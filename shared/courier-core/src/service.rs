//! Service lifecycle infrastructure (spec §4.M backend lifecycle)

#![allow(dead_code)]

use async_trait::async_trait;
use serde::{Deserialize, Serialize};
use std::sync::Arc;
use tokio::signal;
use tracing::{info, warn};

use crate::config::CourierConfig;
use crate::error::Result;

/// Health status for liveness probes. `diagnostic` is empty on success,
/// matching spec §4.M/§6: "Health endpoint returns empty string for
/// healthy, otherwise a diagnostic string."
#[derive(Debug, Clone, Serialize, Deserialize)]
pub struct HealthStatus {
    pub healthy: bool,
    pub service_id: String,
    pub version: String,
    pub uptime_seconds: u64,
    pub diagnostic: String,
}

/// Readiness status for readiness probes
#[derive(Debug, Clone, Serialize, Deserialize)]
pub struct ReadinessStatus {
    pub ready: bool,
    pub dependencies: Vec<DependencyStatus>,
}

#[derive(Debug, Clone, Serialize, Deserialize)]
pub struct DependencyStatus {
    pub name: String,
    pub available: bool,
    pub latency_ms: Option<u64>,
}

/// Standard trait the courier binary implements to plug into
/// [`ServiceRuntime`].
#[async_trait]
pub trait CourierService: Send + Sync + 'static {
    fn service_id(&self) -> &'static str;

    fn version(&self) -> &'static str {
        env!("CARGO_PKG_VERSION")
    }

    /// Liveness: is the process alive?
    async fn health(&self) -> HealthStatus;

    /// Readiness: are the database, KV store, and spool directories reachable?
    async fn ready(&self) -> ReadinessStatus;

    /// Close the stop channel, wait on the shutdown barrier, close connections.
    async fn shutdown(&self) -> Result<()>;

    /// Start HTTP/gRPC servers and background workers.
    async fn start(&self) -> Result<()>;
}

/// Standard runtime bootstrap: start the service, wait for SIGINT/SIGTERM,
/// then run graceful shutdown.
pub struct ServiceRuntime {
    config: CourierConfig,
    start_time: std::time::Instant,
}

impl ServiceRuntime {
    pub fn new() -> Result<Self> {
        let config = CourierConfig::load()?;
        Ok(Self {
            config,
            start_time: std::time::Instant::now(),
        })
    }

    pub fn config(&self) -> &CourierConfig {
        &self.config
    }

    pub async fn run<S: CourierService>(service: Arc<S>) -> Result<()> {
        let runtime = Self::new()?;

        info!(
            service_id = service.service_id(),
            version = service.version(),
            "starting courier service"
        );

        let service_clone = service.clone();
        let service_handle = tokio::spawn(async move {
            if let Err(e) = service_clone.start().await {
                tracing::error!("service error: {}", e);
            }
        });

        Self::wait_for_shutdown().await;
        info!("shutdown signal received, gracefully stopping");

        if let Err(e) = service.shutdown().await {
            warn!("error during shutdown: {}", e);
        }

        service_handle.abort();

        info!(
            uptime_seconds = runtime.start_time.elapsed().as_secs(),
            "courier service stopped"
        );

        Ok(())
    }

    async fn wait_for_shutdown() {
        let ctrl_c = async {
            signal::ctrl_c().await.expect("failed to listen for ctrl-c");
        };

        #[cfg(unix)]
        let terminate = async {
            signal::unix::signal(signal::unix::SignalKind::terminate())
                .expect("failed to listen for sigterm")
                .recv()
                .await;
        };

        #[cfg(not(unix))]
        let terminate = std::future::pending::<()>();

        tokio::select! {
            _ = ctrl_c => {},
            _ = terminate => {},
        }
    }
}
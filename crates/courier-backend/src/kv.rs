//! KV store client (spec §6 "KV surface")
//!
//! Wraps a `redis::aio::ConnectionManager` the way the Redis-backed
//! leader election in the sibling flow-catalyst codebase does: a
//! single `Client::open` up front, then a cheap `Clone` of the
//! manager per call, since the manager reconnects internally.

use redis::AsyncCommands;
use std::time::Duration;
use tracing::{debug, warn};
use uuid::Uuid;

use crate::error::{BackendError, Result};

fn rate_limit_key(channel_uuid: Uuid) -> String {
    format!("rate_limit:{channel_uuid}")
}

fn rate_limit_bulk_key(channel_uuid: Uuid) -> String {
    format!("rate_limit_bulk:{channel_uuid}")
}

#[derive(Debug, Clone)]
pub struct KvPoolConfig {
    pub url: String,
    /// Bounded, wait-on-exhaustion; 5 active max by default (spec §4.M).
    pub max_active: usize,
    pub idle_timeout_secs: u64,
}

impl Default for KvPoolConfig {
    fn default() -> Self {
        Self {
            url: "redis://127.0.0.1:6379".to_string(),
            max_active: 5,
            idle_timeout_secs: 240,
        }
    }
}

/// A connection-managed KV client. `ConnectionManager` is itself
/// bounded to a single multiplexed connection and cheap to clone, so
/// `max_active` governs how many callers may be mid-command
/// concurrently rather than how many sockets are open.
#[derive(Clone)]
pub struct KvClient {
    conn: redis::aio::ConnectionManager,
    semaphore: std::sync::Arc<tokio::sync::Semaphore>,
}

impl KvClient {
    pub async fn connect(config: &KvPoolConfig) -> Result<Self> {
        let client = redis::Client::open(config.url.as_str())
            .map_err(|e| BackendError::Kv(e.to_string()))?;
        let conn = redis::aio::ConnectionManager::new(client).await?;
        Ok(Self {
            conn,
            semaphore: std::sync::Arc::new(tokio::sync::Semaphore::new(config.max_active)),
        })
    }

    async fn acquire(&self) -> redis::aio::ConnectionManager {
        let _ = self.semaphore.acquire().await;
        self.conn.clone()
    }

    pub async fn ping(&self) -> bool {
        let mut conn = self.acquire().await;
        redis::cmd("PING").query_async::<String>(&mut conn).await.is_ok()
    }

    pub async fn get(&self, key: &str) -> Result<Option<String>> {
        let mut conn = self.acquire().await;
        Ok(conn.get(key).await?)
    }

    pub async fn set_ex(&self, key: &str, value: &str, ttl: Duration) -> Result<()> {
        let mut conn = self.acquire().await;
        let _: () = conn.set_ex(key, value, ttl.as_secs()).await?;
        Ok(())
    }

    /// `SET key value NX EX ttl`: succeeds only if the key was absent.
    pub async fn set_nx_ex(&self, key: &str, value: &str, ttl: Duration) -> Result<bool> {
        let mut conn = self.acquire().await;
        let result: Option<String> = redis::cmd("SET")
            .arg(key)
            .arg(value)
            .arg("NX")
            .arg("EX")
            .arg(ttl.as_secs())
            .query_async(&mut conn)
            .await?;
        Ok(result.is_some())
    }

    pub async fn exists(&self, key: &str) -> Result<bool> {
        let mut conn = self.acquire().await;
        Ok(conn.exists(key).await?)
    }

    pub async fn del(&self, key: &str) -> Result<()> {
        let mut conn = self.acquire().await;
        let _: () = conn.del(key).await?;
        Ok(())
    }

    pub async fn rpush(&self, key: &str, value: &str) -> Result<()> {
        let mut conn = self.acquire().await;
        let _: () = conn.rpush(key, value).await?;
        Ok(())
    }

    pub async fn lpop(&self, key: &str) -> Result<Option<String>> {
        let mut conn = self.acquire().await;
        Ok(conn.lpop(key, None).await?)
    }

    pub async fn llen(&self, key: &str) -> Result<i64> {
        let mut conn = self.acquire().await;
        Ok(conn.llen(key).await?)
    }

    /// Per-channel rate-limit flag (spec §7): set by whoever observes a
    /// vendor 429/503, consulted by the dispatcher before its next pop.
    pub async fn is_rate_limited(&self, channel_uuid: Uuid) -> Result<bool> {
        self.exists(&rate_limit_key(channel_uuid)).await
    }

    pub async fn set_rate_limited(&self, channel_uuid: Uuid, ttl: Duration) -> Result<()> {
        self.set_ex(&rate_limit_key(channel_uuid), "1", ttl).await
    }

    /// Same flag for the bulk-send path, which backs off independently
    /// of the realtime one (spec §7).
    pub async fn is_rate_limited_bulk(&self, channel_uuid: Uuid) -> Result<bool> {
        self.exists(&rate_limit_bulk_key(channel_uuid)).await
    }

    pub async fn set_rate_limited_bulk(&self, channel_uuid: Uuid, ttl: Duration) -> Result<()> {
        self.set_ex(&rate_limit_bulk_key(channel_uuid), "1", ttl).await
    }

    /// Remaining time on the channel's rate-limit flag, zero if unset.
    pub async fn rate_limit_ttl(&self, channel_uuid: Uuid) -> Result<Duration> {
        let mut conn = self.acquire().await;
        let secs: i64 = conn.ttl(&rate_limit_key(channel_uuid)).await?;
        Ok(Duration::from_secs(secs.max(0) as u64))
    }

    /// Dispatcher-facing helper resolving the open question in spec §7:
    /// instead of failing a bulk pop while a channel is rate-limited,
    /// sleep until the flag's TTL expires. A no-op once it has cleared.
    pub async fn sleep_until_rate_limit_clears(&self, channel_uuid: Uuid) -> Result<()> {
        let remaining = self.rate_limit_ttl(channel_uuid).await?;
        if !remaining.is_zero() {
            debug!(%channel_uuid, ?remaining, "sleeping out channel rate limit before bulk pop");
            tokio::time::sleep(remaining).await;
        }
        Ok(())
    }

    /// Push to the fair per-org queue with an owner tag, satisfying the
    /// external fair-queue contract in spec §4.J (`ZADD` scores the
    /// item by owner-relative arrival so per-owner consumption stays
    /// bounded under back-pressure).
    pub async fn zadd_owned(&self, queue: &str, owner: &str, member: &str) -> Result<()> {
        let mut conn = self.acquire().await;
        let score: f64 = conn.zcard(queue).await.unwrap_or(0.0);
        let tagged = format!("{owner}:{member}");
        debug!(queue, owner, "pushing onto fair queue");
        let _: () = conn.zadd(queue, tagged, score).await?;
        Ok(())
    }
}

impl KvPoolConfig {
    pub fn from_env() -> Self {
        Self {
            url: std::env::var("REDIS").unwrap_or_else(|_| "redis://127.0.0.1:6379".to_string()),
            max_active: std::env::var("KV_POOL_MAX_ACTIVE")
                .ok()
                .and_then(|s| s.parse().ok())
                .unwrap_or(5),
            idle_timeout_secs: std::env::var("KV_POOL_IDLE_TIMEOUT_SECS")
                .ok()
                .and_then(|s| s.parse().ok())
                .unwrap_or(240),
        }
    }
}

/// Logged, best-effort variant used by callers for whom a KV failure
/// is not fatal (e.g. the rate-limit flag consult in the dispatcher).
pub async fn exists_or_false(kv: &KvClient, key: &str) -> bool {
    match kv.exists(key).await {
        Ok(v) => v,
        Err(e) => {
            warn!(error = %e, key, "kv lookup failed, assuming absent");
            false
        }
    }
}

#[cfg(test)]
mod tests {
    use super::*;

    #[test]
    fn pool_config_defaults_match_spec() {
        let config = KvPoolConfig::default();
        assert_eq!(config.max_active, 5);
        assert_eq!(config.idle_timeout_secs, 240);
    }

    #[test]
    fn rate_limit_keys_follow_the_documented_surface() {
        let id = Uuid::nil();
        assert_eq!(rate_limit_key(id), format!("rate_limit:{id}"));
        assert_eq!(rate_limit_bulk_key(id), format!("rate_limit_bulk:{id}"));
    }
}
-------------------------
▶ **WHAT YOU SHOULD DO**: In the entries above, restate word for word the lines between the one holding "set_rate_limited(&self, channel_uuid: Uuid, ttl: Duration)" and the one holding "it has cleared.", inclusive, and nothing besides.

▶ **RESPONSE BOX**:
    pub async fn set_rate_limited(&self, channel_uuid: Uuid, ttl: Duration) -> Result<()> {
        self.set_ex(&rate_limit_key(channel_uuid), "1", ttl).await
    }

    /// Same flag for the bulk-send path, which backs off independently
    /// of the realtime one (spec §7).
    pub async fn is_rate_limited_bulk(&self, channel_uuid: Uuid) -> Result<bool> {
        self.exists(&rate_limit_bulk_key(channel_uuid)).await
    }

    pub async fn set_rate_limited_bulk(&self, channel_uuid: Uuid, ttl: Duration) -> Result<()> {
        self.set_ex(&rate_limit_bulk_key(channel_uuid), "1", ttl).await
    }

    /// Remaining time on the channel's rate-limit flag, zero if unset.
    pub async fn rate_limit_ttl(&self, channel_uuid: Uuid) -> Result<Duration> {
        let mut conn = self.acquire().await;
        let secs: i64 = conn.ttl(&rate_limit_key(channel_uuid)).await?;
        Ok(Duration::from_secs(secs.max(0) as u64))
    }

    /// Dispatcher-facing helper resolving the open question in spec §7:
    /// instead of failing a bulk pop while a channel is rate-limited,
    /// sleep until the flag's TTL expires. A no-op once it has cleared.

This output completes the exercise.